Granted, your bank needs digital visionaries who can envision powerful, engaging capabilities and stay ahead of customers. But these leaders must start with your banking strategy and weave their innovative ideas into that bedrock. Your team should be constantly stepping up its capabilities and services, and positioning them in a near-linear fashion alongside the customer journey so that customers can get what they want, when they need it.

And while you should never have a distinct digital strategy, you do need a dedicated team to monitor and track performance in this channel and identify new customer needs and opportunities. This is the essence of digital transformation, as you continue iterating your offerings and migrating more customers and transactions into your digital channel.

Changing the Internal Mindset
Digital transformation is about changing who you are as a bank and bringing that to your customers. The starting point is always your enterprise strategy, which anchors your value propositions on how you serve customers and your role in the community.

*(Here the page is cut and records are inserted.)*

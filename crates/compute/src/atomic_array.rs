use std::{
    fmt::Debug,
    mem::size_of,
    sync::atomic::{AtomicI64, Ordering},
};

use rayon::prelude::*;

use crate::Error;

/// Number of bits of an index that address a slot within a page.
pub const PAGE_SHIFT: u32 = 14;
/// Number of slots in a single page.
pub const PAGE_SIZE: usize = 1 << PAGE_SHIFT;
const PAGE_MASK: u64 = PAGE_SIZE as u64 - 1;

/// A fixed-size array of 64-bit integers that can be read and written
/// concurrently from many threads.
///
/// The array is split into pages of [`PAGE_SIZE`] slots which are allocated
/// separately, so the total size is not limited by the largest contiguous
/// allocation the platform supports. Only the last page may be shorter.
///
/// Every operation is atomic for a single index. There is no ordering
/// guarantee between operations on different indices.
pub struct AtomicLongArray {
    pages: Box<[Box<[AtomicI64]>]>,
    size: u64,
}

impl AtomicLongArray {
    /// Creates an array of `size` slots that are initialized with `0`.
    ///
    /// # Examples
    ///
    /// ```
    /// use graph_compute::prelude::*;
    ///
    /// let array = AtomicLongArray::new(42);
    /// assert_eq!(array.size(), 42);
    /// assert_eq!(array.get(41), 0);
    /// ```
    pub fn new(size: u64) -> Self {
        Self::with_generator(size, |_| 0)
    }

    /// Creates an array of `size` slots where slot `i` is initialized with
    /// `generator(i)`.
    ///
    /// The pages are filled in parallel on the current rayon thread pool
    /// before this function returns.
    ///
    /// # Examples
    ///
    /// ```
    /// use graph_compute::prelude::*;
    ///
    /// let array = AtomicLongArray::with_generator(4, |i| i as i64 * 2);
    /// assert_eq!(array.to_vec(), vec![0, 2, 4, 6]);
    /// ```
    pub fn with_generator<F>(size: u64, generator: F) -> Self
    where
        F: Fn(u64) -> i64 + Send + Sync,
    {
        let page_count = page_count(size);
        let mut pages = Vec::with_capacity(page_count);

        (0..page_count)
            .into_par_iter()
            .map(|page_index| {
                let start = (page_index as u64) << PAGE_SHIFT;
                let end = u64::min(start + PAGE_SIZE as u64, size);
                (start..end)
                    .map(|index| AtomicI64::new(generator(index)))
                    .collect::<Box<[_]>>()
            })
            .collect_into_vec(&mut pages);

        Self {
            pages: pages.into_boxed_slice(),
            size,
        }
    }

    /// Returns the number of slots in the array.
    pub fn size(&self) -> u64 {
        self.size
    }

    /// Returns the number of pages backing the array.
    pub fn page_count(&self) -> usize {
        self.pages.len()
    }

    /// Returns the value at `index`.
    ///
    /// # Panics
    ///
    /// Panics if `index` is not smaller than the size of the array.
    pub fn get(&self, index: u64) -> i64 {
        self.slot(index).load(Ordering::SeqCst)
    }

    /// Returns the value at `index` or an error if `index` is out of range.
    pub fn try_get(&self, index: u64) -> Result<i64, Error> {
        Ok(self.try_slot(index)?.load(Ordering::SeqCst))
    }

    /// Stores `value` at `index`.
    ///
    /// # Panics
    ///
    /// Panics if `index` is not smaller than the size of the array.
    pub fn set(&self, index: u64, value: i64) {
        self.slot(index).store(value, Ordering::SeqCst)
    }

    /// Stores `value` at `index` or returns an error if `index` is out of range.
    pub fn try_set(&self, index: u64, value: i64) -> Result<(), Error> {
        self.try_slot(index)?.store(value, Ordering::SeqCst);
        Ok(())
    }

    /// Stores `update` at `index` if the current value equals `expected`.
    ///
    /// Returns `true` if the value was updated.
    pub fn compare_and_set(&self, index: u64, expected: i64, update: i64) -> bool {
        self.slot(index)
            .compare_exchange(expected, update, Ordering::SeqCst, Ordering::SeqCst)
            .is_ok()
    }

    /// Stores `update` at `index` if the current value equals `expected`.
    ///
    /// Returns the value that was witnessed at `index` before the operation.
    /// The update happened if and only if the returned value equals
    /// `expected`.
    ///
    /// # Examples
    ///
    /// ```
    /// use graph_compute::prelude::*;
    ///
    /// let array = AtomicLongArray::new(1);
    /// assert_eq!(array.compare_and_exchange(0, 0, 42), 0);
    /// assert_eq!(array.compare_and_exchange(0, 0, 1337), 42);
    /// assert_eq!(array.get(0), 42);
    /// ```
    pub fn compare_and_exchange(&self, index: u64, expected: i64, update: i64) -> i64 {
        match self.slot(index).compare_exchange(
            expected,
            update,
            Ordering::SeqCst,
            Ordering::SeqCst,
        ) {
            Ok(witness) | Err(witness) => witness,
        }
    }

    /// Adds `delta` to the value at `index` and returns the previous value.
    pub fn get_and_add(&self, index: u64, delta: i64) -> i64 {
        self.slot(index).fetch_add(delta, Ordering::SeqCst)
    }

    /// Replaces the value at `index` with `f(value)` and returns the new value.
    ///
    /// `f` may be called more than once if other threads modify the same
    /// index concurrently.
    pub fn update<F>(&self, index: u64, f: F) -> i64
    where
        F: Fn(i64) -> i64,
    {
        let slot = self.slot(index);
        let mut current = slot.load(Ordering::SeqCst);
        loop {
            let next = f(current);
            match slot.compare_exchange_weak(current, next, Ordering::SeqCst, Ordering::SeqCst) {
                Ok(_) => return next,
                Err(witness) => current = witness,
            }
        }
    }

    /// Copies the current values into a vector.
    pub fn to_vec(&self) -> Vec<i64> {
        self.pages
            .par_iter()
            .flat_map_iter(|page| page.iter().map(|value| value.load(Ordering::SeqCst)))
            .collect()
    }

    /// Returns the number of bytes occupied by this array.
    pub fn size_of(&self) -> u64 {
        Self::memory_estimation(self.size)
    }

    /// Returns the exact number of bytes an array of `size` slots occupies.
    ///
    /// The estimate consists of the array header, one boxed slice pointer per
    /// page and 8 bytes per slot.
    ///
    /// # Examples
    ///
    /// ```
    /// use graph_compute::prelude::*;
    ///
    /// assert_eq!(AtomicLongArray::memory_estimation(100), 840);
    /// ```
    pub fn memory_estimation(size: u64) -> u64 {
        let header = size_of::<Self>() as u64;
        let page_pointers = page_count(size) as u64 * size_of::<Box<[AtomicI64]>>() as u64;
        let values = size * size_of::<AtomicI64>() as u64;
        header + page_pointers + values
    }

    /// Drops the array and returns the number of bytes that were released.
    pub fn release(self) -> u64 {
        self.size_of()
    }

    fn slot(&self, index: u64) -> &AtomicI64 {
        match self.try_slot(index) {
            Ok(slot) => slot,
            Err(e) => panic!("{e}"),
        }
    }

    fn try_slot(&self, index: u64) -> Result<&AtomicI64, Error> {
        if index >= self.size {
            return Err(Error::IndexOutOfRange {
                index,
                size: self.size,
            });
        }

        let page = (index >> PAGE_SHIFT) as usize;
        let offset = (index & PAGE_MASK) as usize;
        Ok(&self.pages[page][offset])
    }
}

impl Debug for AtomicLongArray {
    fn fmt(&self, f: &mut std::fmt::Formatter<'_>) -> std::fmt::Result {
        f.debug_struct("AtomicLongArray")
            .field("size", &self.size)
            .field("pages", &self.pages.len())
            .finish()
    }
}

fn page_count(size: u64) -> usize {
    ((size + PAGE_MASK) >> PAGE_SHIFT) as usize
}
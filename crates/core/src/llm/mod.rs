use crate::domain::analysis::{AnalysisRequest, AnalysisResult};
use std::fmt;

pub mod error;
pub mod gemini;
pub mod json;
pub mod prompts;

#[derive(Debug, Clone, Copy, PartialEq, Eq)]
pub enum Provider {
    Gemini,
}

impl fmt::Display for Provider {
    fn fmt(&self, f: &mut fmt::Formatter<'_>) -> fmt::Result {
        match self {
            Provider::Gemini => f.write_str("Gemini"),
        }
    }
}

/// Stateless request/response adapter over the remote analysis service.
#[async_trait::async_trait]
pub trait LlmClient: Send + Sync {
    fn provider(&self) -> Provider;

    async fn analyze_stocks(&self, request: AnalysisRequest) -> anyhow::Result<AnalysisResult>;
}
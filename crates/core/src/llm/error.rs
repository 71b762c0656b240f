use crate::llm::Provider;
use std::fmt;

#[derive(Debug, Clone)]
pub struct LlmDiagnosticsError {
    pub provider: Provider,
    pub stage: &'static str,
    pub detail: String,
    pub raw_output: Option<String>,
}

impl fmt::Display for LlmDiagnosticsError {
    // Shown to the user verbatim, so keep it to the detail plus where it happened.
    fn fmt(&self, f: &mut fmt::Formatter<'_>) -> fmt::Result {
        write!(f, "{} {} error: {}", self.provider, self.stage, self.detail)
    }
}

impl std::error::Error for LlmDiagnosticsError {}
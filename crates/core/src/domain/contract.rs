use crate::domain::analysis::{AnalysisRequest, AnalysisResult, Source, StockData};
use serde::{Deserialize, Deserializer, Serialize};
use serde_json::Value;

/// JSON block the model is asked to emit. Every key is optional and numbers
/// may come back as strings; values are taken as supplied.
#[derive(Debug, Clone, Default, Serialize, Deserialize)]
#[serde(rename_all = "camelCase")]
pub struct LlmAnalysisPayload {
    #[serde(default)]
    pub summary: String,
    #[serde(default)]
    pub stocks: Vec<LlmStock>,
}

#[derive(Debug, Clone, Default, Serialize, Deserialize)]
#[serde(rename_all = "camelCase")]
pub struct LlmStock {
    #[serde(default, deserialize_with = "lenient_string")]
    pub symbol: String,
    #[serde(default, deserialize_with = "lenient_string")]
    pub name: String,
    #[serde(default, deserialize_with = "lenient_string")]
    pub sector: String,
    #[serde(default, deserialize_with = "lenient_f64")]
    pub current_price: Option<f64>,
    #[serde(default, deserialize_with = "lenient_f64")]
    pub target_price: Option<f64>,
    #[serde(default, deserialize_with = "lenient_f64")]
    pub stop_loss: Option<f64>,
    #[serde(default, deserialize_with = "lenient_string")]
    pub time_frame: String,
    #[serde(default, deserialize_with = "lenient_string")]
    pub rationale: String,

    #[serde(default, deserialize_with = "lenient_opt_string")]
    pub ema: Option<String>,
    #[serde(default, deserialize_with = "lenient_opt_string")]
    pub super_trend: Option<String>,
    #[serde(default, deserialize_with = "lenient_f64")]
    pub peg_ratio: Option<f64>,
    #[serde(default, deserialize_with = "lenient_f64")]
    pub debt_to_equity: Option<f64>,
    #[serde(default, deserialize_with = "lenient_f64")]
    pub rsi: Option<f64>,
    #[serde(default, deserialize_with = "lenient_opt_string")]
    pub volume_action: Option<String>,
    #[serde(default, deserialize_with = "lenient_f64")]
    pub buy_alert: Option<f64>,
    #[serde(default, deserialize_with = "lenient_opt_string")]
    pub technical_trigger: Option<String>,
    #[serde(default, deserialize_with = "lenient_f64")]
    pub entry_price: Option<f64>,
    #[serde(default, deserialize_with = "lenient_f64")]
    pub return_percentage: Option<f64>,
}

impl LlmAnalysisPayload {
    /// Builds the typed result. Type and backtest parameters always come from
    /// the request, whatever the model echoed back.
    pub fn into_result(
        self,
        request: &AnalysisRequest,
        sources: Vec<Source>,
        narrative: &str,
    ) -> AnalysisResult {
        let summary = match self.summary.trim() {
            "" => narrative.trim().to_string(),
            s => s.to_string(),
        };

        AnalysisResult {
            analysis_type: request.analysis_type(),
            summary,
            stocks: self.stocks.into_iter().map(LlmStock::into_stock).collect(),
            sources,
            backtest_period: request.backtest_period().map(str::to_string),
            backtest_strategy: request.backtest_strategy(),
        }
    }
}

impl LlmStock {
    fn into_stock(self) -> StockData {
        StockData {
            symbol: self.symbol.trim().to_string(),
            name: self.name.trim().to_string(),
            sector: self.sector.trim().to_string(),
            current_price: self.current_price.unwrap_or_default(),
            target_price: self.target_price.unwrap_or_default(),
            stop_loss: self.stop_loss.unwrap_or_default(),
            time_frame: self.time_frame.trim().to_string(),
            rationale: self.rationale.trim().to_string(),
            ema: self.ema,
            super_trend: self.super_trend,
            peg_ratio: self.peg_ratio,
            debt_to_equity: self.debt_to_equity,
            rsi: self.rsi,
            volume_action: self.volume_action,
            buy_alert: self.buy_alert,
            technical_trigger: self.technical_trigger,
            entry_price: self.entry_price,
            return_percentage: self.return_percentage,
        }
    }
}

fn lenient_f64<'de, D>(deserializer: D) -> Result<Option<f64>, D::Error>
where
    D: Deserializer<'de>,
{
    let value = Option::<Value>::deserialize(deserializer)?;
    Ok(value.as_ref().and_then(number_from_value))
}

fn lenient_string<'de, D>(deserializer: D) -> Result<String, D::Error>
where
    D: Deserializer<'de>,
{
    Ok(lenient_opt_string(deserializer)?.unwrap_or_default())
}

fn lenient_opt_string<'de, D>(deserializer: D) -> Result<Option<String>, D::Error>
where
    D: Deserializer<'de>,
{
    let value = Option::<Value>::deserialize(deserializer)?;
    let s = match value {
        Some(Value::String(s)) => s,
        Some(Value::Number(n)) => n.to_string(),
        Some(Value::Bool(b)) => b.to_string(),
        _ => return Ok(None),
    };
    let s = s.trim();
    Ok((!s.is_empty()).then(|| s.to_string()))
}

/// Accepts `1234.5`, `"1234.5"`, `"₹1,234.50"`, `"Rs. 2,950"` or `"-12.5%"`.
fn number_from_value(value: &Value) -> Option<f64> {
    match value {
        Value::Number(n) => n.as_f64(),
        Value::String(s) => first_number(s),
        _ => None,
    }
}

/// Parses the first numeric token in `s`: an optional `-`, digits with `,`
/// grouping, then an optional fraction. Surrounding words are ignored.
fn first_number(s: &str) -> Option<f64> {
    let bytes = s.as_bytes();
    let first_digit = bytes.iter().position(u8::is_ascii_digit)?;

    // A leading `.` only counts when it opens the token, as in `".5"` or `"-.5"`.
    let mut start = first_digit;
    if start > 0 && bytes[start - 1] == b'.' {
        let opens_token = start == 1 || matches!(bytes[start - 2], b' ' | b'-' | b'+');
        if opens_token {
            start -= 1;
        }
    }
    let negative = start > 0 && bytes[start - 1] == b'-';

    let digit_at = |i: usize| bytes.get(i).is_some_and(u8::is_ascii_digit);
    let mut seen_dot = start < first_digit;
    let mut end = first_digit;
    while end < bytes.len() {
        match bytes[end] {
            b'0'..=b'9' => {}
            b',' if !seen_dot && digit_at(end + 1) => {}
            b'.' if !seen_dot && digit_at(end + 1) => seen_dot = true,
            _ => break,
        }
        end += 1;
    }

    let token: String = s[start..end].chars().filter(|c| *c != ',').collect();
    let n = token.parse::<f64>().ok()?;
    let n = if negative { -n } else { n };
    n.is_finite().then_some(n)
}

#[cfg(test)]
mod tests {
    use super::*;
    use crate::domain::analysis::{AnalysisType, BacktestStrategy};
    use serde_json::json;

    #[test]
    fn accepts_numbers_as_strings() {
        let stock: LlmStock = serde_json::from_value(json!({
            "symbol": " RELIANCE ",
            "name": "Reliance Industries",
            "currentPrice": "₹2,950.40",
            "targetPrice": 3400,
            "stopLoss": "2,700",
            "rsi": "61.2",
            "returnPercentage": "18.5%",
            "ema": "",
        }))
        .unwrap();

        let stock = stock.into_stock();
        assert_eq!(stock.symbol, "RELIANCE");
        assert_eq!(stock.current_price, 2950.40);
        assert_eq!(stock.target_price, 3400.0);
        assert_eq!(stock.stop_loss, 2700.0);
        assert_eq!(stock.rsi, Some(61.2));
        assert_eq!(stock.return_percentage, Some(18.5));
        assert_eq!(stock.ema, None);
    }

    #[test]
    fn prices_ignore_surrounding_words() {
        let cases = [
            ("Rs. 2,950", Some(2950.0)),
            ("Price: 1500", Some(1500.0)),
            ("approx. 820", Some(820.0)),
            ("INR 1,234.50", Some(1234.5)),
            ("₹1,234.50 (approx.)", Some(1234.5)),
            ("-4.2%", Some(-4.2)),
            ("+18.5%", Some(18.5)),
            (".5", Some(0.5)),
            ("Rs.2950", Some(2950.0)),
            ("n/a", None),
        ];
        for (raw, expected) in cases {
            let stock: LlmStock = serde_json::from_value(json!({ "currentPrice": raw })).unwrap();
            assert_eq!(stock.current_price, expected, "{raw}");
        }
    }

    #[test]
    fn missing_keys_default() {
        let payload: LlmAnalysisPayload =
            serde_json::from_value(json!({ "stocks": [{ "symbol": "ITC", "pegRatio": null }] }))
                .unwrap();
        assert!(payload.summary.is_empty());
        assert_eq!(payload.stocks[0].peg_ratio, None);
        assert_eq!(payload.stocks[0].current_price, None);
    }

    #[test]
    fn into_result_echoes_request_not_model() {
        let payload: LlmAnalysisPayload = serde_json::from_value(json!({
            "summary": "Quality compounders held up.",
            "backtestPeriod": "99 Years",
            "stocks": [],
        }))
        .unwrap();

        let request = AnalysisRequest::backtest(BacktestStrategy::Fundamental, "3 Years").unwrap();
        let result = payload.into_result(&request, vec![], "");
        assert_eq!(result.analysis_type, AnalysisType::Backtest);
        assert_eq!(result.backtest_period.as_deref(), Some("3 Years"));
        assert_eq!(result.backtest_strategy, Some(BacktestStrategy::Fundamental));
        assert_eq!(result.summary, "Quality compounders held up.");
    }

    #[test]
    fn into_result_falls_back_to_narrative_summary() {
        let payload = LlmAnalysisPayload::default();
        let result = payload.into_result(&AnalysisRequest::technical(), vec![], "  Momentum is broadening.\n");
        assert_eq!(result.summary, "Momentum is broadening.");
        assert_eq!(result.backtest_period, None);
        assert_eq!(result.backtest_strategy, None);
    }
}
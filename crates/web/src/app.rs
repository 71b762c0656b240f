use crate::install_relay::RelayedInstallPrompt;
use crate::page;
use alphasense_core::controller::{AnalysisSession, ControllerSnapshot};
use alphasense_core::domain::analysis::{AnalysisRequest, AnalysisType, BacktestStrategy};
use alphasense_core::install::{InstallOutcome, InstallPromptSlot};
use axum::{
    extract::{
        rejection::{FormRejection, JsonRejection},
        State,
    },
    http::{header, StatusCode},
    response::{Html, IntoResponse, Redirect, Response},
    routing::{get, post},
    Form, Json, Router,
};
use minijinja::Environment;
use serde::{Deserialize, Serialize};
use std::any::Any;
use std::sync::Arc;
use tower_http::{catch_panic::CatchPanicLayer, trace::TraceLayer};

#[derive(Clone)]
pub struct AppState {
    pub session: AnalysisSession,
    pub install: Arc<InstallPromptSlot<RelayedInstallPrompt>>,
    pub templates: Arc<Environment<'static>>,
}

impl AppState {
    pub fn new(session: AnalysisSession) -> anyhow::Result<Self> {
        Ok(Self {
            session,
            install: Arc::new(InstallPromptSlot::new()),
            templates: Arc::new(page::environment()?),
        })
    }
}

pub fn router(state: AppState) -> Router {
    let templates = state.templates.clone();
    let routes = Router::new()
        .route("/healthz", get(healthz))
        .route("/", get(index))
        .route("/analyze", post(analyze_form))
        .route("/retry", post(retry_form))
        .route("/api/state", get(api_state))
        .route("/api/analyze", post(api_analyze))
        .route("/api/retry", post(api_retry))
        .route("/manifest.webmanifest", get(manifest))
        .route("/install/offer", post(install_offer))
        .route("/install/outcome", post(install_outcome))
        .with_state(state);
    with_middleware(routes, templates)
}

fn with_middleware(routes: Router, templates: Arc<Environment<'static>>) -> Router {
    routes
        .layer(CatchPanicLayer::custom(
            move |panic: Box<dyn Any + Send + 'static>| panic_response(&templates, panic),
        ))
        .layer(TraceLayer::new_for_http())
}

fn panic_response(templates: &Environment<'static>, panic: Box<dyn Any + Send + 'static>) -> Response {
    let message = if let Some(s) = panic.downcast_ref::<String>() {
        s.as_str()
    } else if let Some(s) = panic.downcast_ref::<&str>() {
        *s
    } else {
        ""
    };
    // The sentry panic hook has already reported it.
    tracing::warn!(panic = message, "handler panicked, serving fallback page");
    fallback_response(templates, message)
}

fn fallback_response(templates: &Environment<'static>, message: &str) -> Response {
    (
        StatusCode::INTERNAL_SERVER_ERROR,
        Html(page::render_fallback(templates, message)),
    )
        .into_response()
}

async fn healthz() -> &'static str {
    "ok"
}

async fn index(State(state): State<AppState>) -> Response {
    let install_available = state.install.is_available();
    let rendered = state
        .session
        .with_controller(|controller| page::render(&state.templates, controller, install_available))
        .await;
    match rendered {
        Ok(html) => Html(html).into_response(),
        Err(e) => {
            sentry_anyhow::capture_anyhow(&e);
            tracing::warn!(error = %format!("{e:#}"), "page render failed");
            fallback_response(&state.templates, &e.to_string())
        }
    }
}

#[derive(Debug, Deserialize)]
struct AnalyzeForm {
    #[serde(rename = "type")]
    analysis_type: String,
    #[serde(default)]
    period: Option<String>,
    #[serde(default)]
    strategy: Option<String>,
}

/// Builds a request from loosely typed fields; type and strategy are matched
/// case-insensitively.
fn parse_request(
    analysis_type: &str,
    period: Option<&str>,
    strategy: Option<&str>,
) -> anyhow::Result<AnalysisRequest> {
    let analysis_type = analysis_type.parse::<AnalysisType>()?;
    let strategy = strategy
        .map(str::trim)
        .filter(|s| !s.is_empty())
        .map(str::parse::<BacktestStrategy>)
        .transpose()?;
    AnalysisRequest::new(analysis_type, period, strategy)
}

fn bad_request(err: impl std::fmt::Display) -> (StatusCode, String) {
    (StatusCode::BAD_REQUEST, err.to_string())
}

async fn analyze_form(
    State(state): State<AppState>,
    form: Result<Form<AnalyzeForm>, FormRejection>,
) -> Result<Redirect, (StatusCode, String)> {
    let Form(form) = form.map_err(|e| bad_request(e.body_text()))?;
    let request = parse_request(
        &form.analysis_type,
        form.period.as_deref(),
        form.strategy.as_deref(),
    )
    .map_err(bad_request)?;

    // The page renders the buttons inert while analyzing; a stale page posting
    // anyway just lands back on the loading view.
    state.session.dispatch(request).await;
    Ok(Redirect::to("/"))
}

async fn retry_form(State(state): State<AppState>) -> Redirect {
    state.session.retry().await;
    Redirect::to("/")
}

async fn api_state(State(state): State<AppState>) -> Json<ControllerSnapshot> {
    Json(state.session.snapshot().await)
}

#[derive(Debug, Deserialize)]
#[serde(rename_all = "camelCase")]
struct ApiAnalyzeRequest {
    #[serde(rename = "type")]
    analysis_type: String,
    #[serde(default)]
    backtest_period: Option<String>,
    #[serde(default)]
    backtest_strategy: Option<String>,
}

async fn api_analyze(
    State(state): State<AppState>,
    body: Result<Json<ApiAnalyzeRequest>, JsonRejection>,
) -> Result<(StatusCode, Json<ControllerSnapshot>), (StatusCode, String)> {
    let Json(body) = body.map_err(|e| bad_request(e.body_text()))?;
    let request = parse_request(
        &body.analysis_type,
        body.backtest_period.as_deref(),
        body.backtest_strategy.as_deref(),
    )
    .map_err(bad_request)?;

    if !state.session.dispatch(request).await {
        return Err((
            StatusCode::CONFLICT,
            "an analysis is already in progress".to_string(),
        ));
    }
    Ok((StatusCode::ACCEPTED, Json(state.session.snapshot().await)))
}

async fn api_retry(
    State(state): State<AppState>,
) -> Result<Json<ControllerSnapshot>, (StatusCode, String)> {
    if !state.session.retry().await {
        return Err((
            StatusCode::CONFLICT,
            "retry is only available after a failed analysis".to_string(),
        ));
    }
    Ok(Json(state.session.snapshot().await))
}

async fn manifest() -> Response {
    let body = serde_json::json!({
        "name": "AlphaSense",
        "short_name": "AlphaSense",
        "description": "AI-audited fundamental and technical stock picks for the Nifty 200",
        "start_url": "/",
        "display": "standalone",
        "background_color": "#020617",
        "theme_color": "#2563eb",
    });
    (
        [(header::CONTENT_TYPE, "application/manifest+json")],
        body.to_string(),
    )
        .into_response()
}

async fn install_offer(State(state): State<AppState>) -> StatusCode {
    state.install.capture(RelayedInstallPrompt::new());
    StatusCode::NO_CONTENT
}

#[derive(Debug, Deserialize)]
struct InstallOutcomeBody {
    outcome: InstallOutcome,
}

#[derive(Debug, Serialize)]
struct InstallOutcomeResponse {
    outcome: InstallOutcome,
    available: bool,
}

async fn install_outcome(
    State(state): State<AppState>,
    Json(body): Json<InstallOutcomeBody>,
) -> Result<Json<InstallOutcomeResponse>, StatusCode> {
    let prompt = state.install.current().ok_or(StatusCode::NOT_FOUND)?;
    prompt.deliver(body.outcome);

    let outcome = state
        .install
        .request_install()
        .await
        .unwrap_or(body.outcome);
    Ok(Json(InstallOutcomeResponse {
        outcome,
        available: state.install.is_available(),
    }))
}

Every bank associate will have a role in achieving the future vision defined in that strategy. Be clear on how digital connects to your bank strategy and communicate expectations so that everyone from the call center team to the C-suite understands where they fit in. Even as your bank inches forward, it remains on a treadmill: continuing to advance to stronger performance that outpaces the competition but never crossing the finish line.

As you develop your bank’s enterprise strategy, establish and monitor metrics upfront to gauge success and maturity, including in the digital channel. Some metrics to consider include improved efficiency, the amount of customers adopting digital behaviors and successfully escalating the right transactions in your digital channel.

Be sure to measure progress in three dimensions: Are you getting more efficient as customers migrate to higher digital usage? Are you freeing up funds to invest in other initiatives? And are you maintaining the customer experience that defines your bank?

Because if you lose that in the long run, you’re going to lose your customers.